Filter by the string "AppConfig": return the lines of the material that contain it.

# [Study material]
______

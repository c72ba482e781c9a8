use axum::{
    Json, Router,
    extract::{Path, Query, State},
    routing::{delete, get},
};
use uuid::Uuid;

use crate::{
    dto::cart::{AddToCartRequest, CartList},
    error::AppResult,
    middleware::tenancy::CompanyScope,
    models::CartItem,
    response::{ApiResponse, Empty},
    routes::params::Pagination,
    services::cart_service,
    state::AppState,
};

pub fn router() -> Router<AppState> {
    Router::new()
        .route("/", get(cart_list).post(add_to_cart))
        .route("/{product_id}", delete(remove_from_cart))
}

#[utoipa::path(
    get,
    path = "/api/cart",
    params(
        ("page" = Option<i64>, Query, description = "Page number, default 1"),
        ("per_page" = Option<i64>, Query, description = "Items per page, default 20"),
    ),
    responses(
        (status = 200, description = "Cart in the active company", body = ApiResponse<CartList>),
        (status = 401, description = "Unauthorized")
    ),
    security(("bearer_auth" = [])),
    tag = "Cart"
)]
pub async fn cart_list(
    State(state): State<AppState>,
    CompanyScope(ctx): CompanyScope,
    Query(pagination): Query<Pagination>,
) -> AppResult<Json<ApiResponse<CartList>>> {
    let resp = cart_service::list_cart(&state, &ctx, pagination).await?;
    Ok(Json(resp))
}

#[utoipa::path(
    post,
    path = "/api/cart",
    request_body = AddToCartRequest,
    responses(
        (status = 200, description = "Add or update cart item", body = ApiResponse<CartItem>),
        (status = 400, description = "Product not found"),
        (status = 422, description = "Invalid quantity")
    ),
    security(("bearer_auth" = [])),
    tag = "Cart"
)]
pub async fn add_to_cart(
    State(state): State<AppState>,
    CompanyScope(ctx): CompanyScope,
    Json(payload): Json<AddToCartRequest>,
) -> AppResult<Json<ApiResponse<CartItem>>> {
    let resp = cart_service::add_to_cart(&state, &ctx, payload).await?;
    Ok(Json(resp))
}

#[utoipa::path(
    delete,
    path = "/api/cart/{product_id}",
    params(
        ("product_id" = Uuid, Path, description = "Product ID")
    ),
    responses(
        (status = 200, description = "Removed from cart", body = ApiResponse<Empty>),
        (status = 404, description = "Not in cart")
    ),
    security(("bearer_auth" = [])),
    tag = "Cart"
)]
pub async fn remove_from_cart(
    State(state): State<AppState>,
    CompanyScope(ctx): CompanyScope,
    Path(product_id): Path<Uuid>,
) -> AppResult<Json<ApiResponse<Empty>>> {
    let resp = cart_service::remove_from_cart(&state, &ctx, product_id).await?;
    Ok(Json(resp))
}
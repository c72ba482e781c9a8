use axum::{
    Json, Router,
    http::{HeaderName, Request, Response, StatusCode, Uri},
    routing::get,
};
use tower::limit::ConcurrencyLimitLayer;
use tower_http::cors::{Any, CorsLayer};
use tower_http::limit::RequestBodyLimitLayer;
use tower_http::request_id::{MakeRequestUuid, PropagateRequestIdLayer, SetRequestIdLayer};
use tower_http::trace::TraceLayer;
use tracing_subscriber::{layer::SubscriberExt, util::SubscriberInitExt};

use std::{net::SocketAddr, time::Duration};

use b2b_portal_api::{
    config::AppConfig,
    db::{create_orm_conn, run_migrations},
    response::{ApiResponse, Meta},
    routes::{create_api_router, doc::scalar_docs, health},
    state::AppState,
};

const REQUEST_ID_HEADER: &str = "x-request-id";

#[tokio::main]
async fn main() -> anyhow::Result<()> {
    dotenvy::dotenv().ok();
    tracing_subscriber::registry()
        .with(
            tracing_subscriber::EnvFilter::try_from_default_env()
                .unwrap_or_else(|_| "info,b2b_portal_api=debug".into()),
        )
        .with(tracing_subscriber::fmt::layer())
        .init();

    let config = AppConfig::from_env()?;
    let addr = SocketAddr::from((config.host.parse::<std::net::IpAddr>()?, config.port));

    let orm = create_orm_conn(&config.database_url).await?;
    run_migrations(&orm).await?;

    let app = build_app(AppState::new(orm, config));

    tracing::info!("listening on {}", addr);
    axum::serve(tokio::net::TcpListener::bind(addr).await?, app)
        .with_graceful_shutdown(shutdown_signal())
        .await?;

    Ok(())
}

fn build_app(state: AppState) -> Router {
    let request_id_header = HeaderName::from_static(REQUEST_ID_HEADER);
    let trace_layer = TraceLayer::new_for_http()
        .make_span_with(|request: &Request<_>| {
            tracing::info_span!(
                "http_request",
                method = %request.method(),
                uri = %request.uri(),
                request_id = %request_id(request)
            )
        })
        .on_request(|request: &Request<_>, _span: &tracing::Span| {
            tracing::debug!(
                request_id = %request_id(request),
                method = %request.method(),
                uri = %request.uri(),
                "request started"
            );
        })
        .on_response(|response: &Response<_>, latency: Duration, _span: &tracing::Span| {
            tracing::info!(
                status = %response.status(),
                ms = %latency.as_millis(),
                "request finished"
            );
        });

    Router::new()
        .route("/health", get(health::health_check))
        .nest("/api", create_api_router())
        .merge(scalar_docs())
        .fallback(not_found)
        .layer(trace_layer)
        .layer(PropagateRequestIdLayer::new(request_id_header.clone()))
        .layer(SetRequestIdLayer::new(request_id_header, MakeRequestUuid))
        .layer(CorsLayer::new().allow_origin(Any).allow_headers(Any).allow_methods(Any))
        .layer(RequestBodyLimitLayer::new(1024 * 1024))
        .layer(ConcurrencyLimitLayer::new(100))
        .with_state(state)
}

fn request_id<B>(request: &Request<B>) -> &str {
    request
        .headers()
        .get(REQUEST_ID_HEADER)
        .and_then(|value| value.to_str().ok())
        .unwrap_or("-")
}

async fn shutdown_signal() {
    if let Err(err) = tokio::signal::ctrl_c().await {
        tracing::error!(error = %err, "failed to listen for shutdown signal");
    }
    tracing::info!("shutting down");
}

async fn not_found(uri: Uri) -> (StatusCode, Json<ApiResponse<serde_json::Value>>) {
    let body = ApiResponse::success(
        "Not Found",
        serde_json::json!({ "path": uri.path() }),
        Some(Meta::empty()),
    );
    (StatusCode::NOT_FOUND, Json(body))
}
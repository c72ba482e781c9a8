//! Database-free business rules: pricing, fulfillment stages and tenancy.

pub mod events;
pub mod pricing;
pub mod stage;
pub mod status;
pub mod tenancy;

pub use events::OrderEvent;
pub use pricing::{LineDiscount, OrderTotals, PricedLine, compute_totals};
pub use stage::{OrderStage, StageAction, StageView, stage_view};
pub use status::{
    ApprovalStatus, CompanyRole, DiscountKind, DiscountStatus, GlobalRole, OrderStatus,
};
pub use tenancy::{ActiveCompany, Membership, RequestContext, resolve_active_company};
use rust_decimal::Decimal;
use serde::{Deserialize, Serialize};
use utoipa::ToSchema;
use uuid::Uuid;

use crate::{
    domain::{OrderStage, OrderStatus},
    models::{Order, OrderItem, OrderItemDiscount},
    printing::PrintedDocument,
};

#[derive(Debug, Default, Deserialize, ToSchema)]
pub struct CheckoutRequest {
    pub notes: Option<String>,
    #[schema(value_type = Option<String>, example = "25.00")]
    pub freight: Option<Decimal>,
}

#[derive(Debug, Deserialize, ToSchema)]
pub struct AddOrderItemRequest {
    pub product_id: Uuid,
    pub quantity: i32,
}

#[derive(Debug, Deserialize, ToSchema)]
pub struct UpdateOrderItemRequest {
    pub quantity: i32,
}

#[derive(Debug, Deserialize, ToSchema)]
pub struct UpdateFreightRequest {
    #[schema(value_type = String, example = "25.00")]
    pub freight: Decimal,
}

#[derive(Debug, Deserialize, ToSchema)]
pub struct AdvanceStageRequest {
    /// Stage the caller saw; the advance is rejected if the order moved on.
    pub from_stage: OrderStage,
}

#[derive(Debug, Deserialize, ToSchema)]
pub struct UpdateOrderStatusRequest {
    pub status: OrderStatus,
}

#[derive(Debug, Serialize, ToSchema)]
pub struct OrderItemWithDiscounts {
    #[serde(flatten)]
    pub item: OrderItem,
    pub discounts: Vec<OrderItemDiscount>,
}

#[derive(Debug, Serialize, ToSchema)]
pub struct OrderWithItems {
    pub order: Order,
    pub items: Vec<OrderItemWithDiscounts>,
}

#[derive(Debug, Serialize, ToSchema)]
pub struct OrderList {
    pub items: Vec<Order>,
}

#[derive(Debug, Serialize, ToSchema)]
pub struct StageAdvanced {
    pub order: Order,
    pub previous_stage: OrderStage,
    pub document: Option<PrintedDocument>,
}
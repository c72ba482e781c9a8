use sea_orm::entity::prelude::*;

#[derive(Clone, Debug, PartialEq, DeriveEntityModel)]
#[sea_orm(table_name = "order_item_discounts")]
pub struct Model {
    #[sea_orm(primary_key, auto_increment = false)]
    pub id: Uuid,
    pub order_item_id: Uuid,
    pub requested_by: Uuid,
    pub approved_by: Option<Uuid>,
    pub kind: String,
    #[sea_orm(column_type = "Decimal(Some((14, 2)))")]
    pub value: Decimal,
    pub status: String,
    pub reason: Option<String>,
    pub created_at: DateTimeWithTimeZone,
    pub decided_at: Option<DateTimeWithTimeZone>,
}

#[derive(Copy, Clone, Debug, EnumIter, DeriveRelation)]
pub enum Relation {
    #[sea_orm(
        belongs_to = "super::order_items::Entity",
        from = "Column::OrderItemId",
        to = "super::order_items::Column::Id"
    )]
    OrderItems,
}

impl Related<super::order_items::Entity> for Entity {
    fn to() -> RelationDef {
        Relation::OrderItems.def()
    }
}

impl ActiveModelBehavior for ActiveModel {}
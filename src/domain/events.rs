use uuid::Uuid;

/// Something that happened to an order or its lines. Totals are recalculated
/// from the event, so write paths never decide on their own whether to
/// reprice.
#[derive(Debug, Clone, Copy, PartialEq, Eq)]
pub enum OrderEvent {
    ItemsChanged,
    FreightChanged,
    DiscountRequested { discount_id: Uuid },
    DiscountApproved { discount_id: Uuid },
    DiscountRejected { discount_id: Uuid },
}

impl OrderEvent {
    pub fn name(&self) -> &'static str {
        match self {
            OrderEvent::ItemsChanged => "items_changed",
            OrderEvent::FreightChanged => "freight_changed",
            OrderEvent::DiscountRequested { .. } => "discount_requested",
            OrderEvent::DiscountApproved { .. } => "discount_approved",
            OrderEvent::DiscountRejected { .. } => "discount_rejected",
        }
    }

    /// A pending discount contributes nothing, so requesting one leaves the
    /// totals as they are. Rejection can revoke an approved discount.
    pub fn affects_totals(&self) -> bool {
        match self {
            OrderEvent::ItemsChanged
            | OrderEvent::DiscountApproved { .. }
            | OrderEvent::DiscountRejected { .. } => true,
            OrderEvent::FreightChanged | OrderEvent::DiscountRequested { .. } => false,
        }
    }
}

______

# [Answer to this problem]
    config::AppConfig,
    let config = AppConfig::from_env()?;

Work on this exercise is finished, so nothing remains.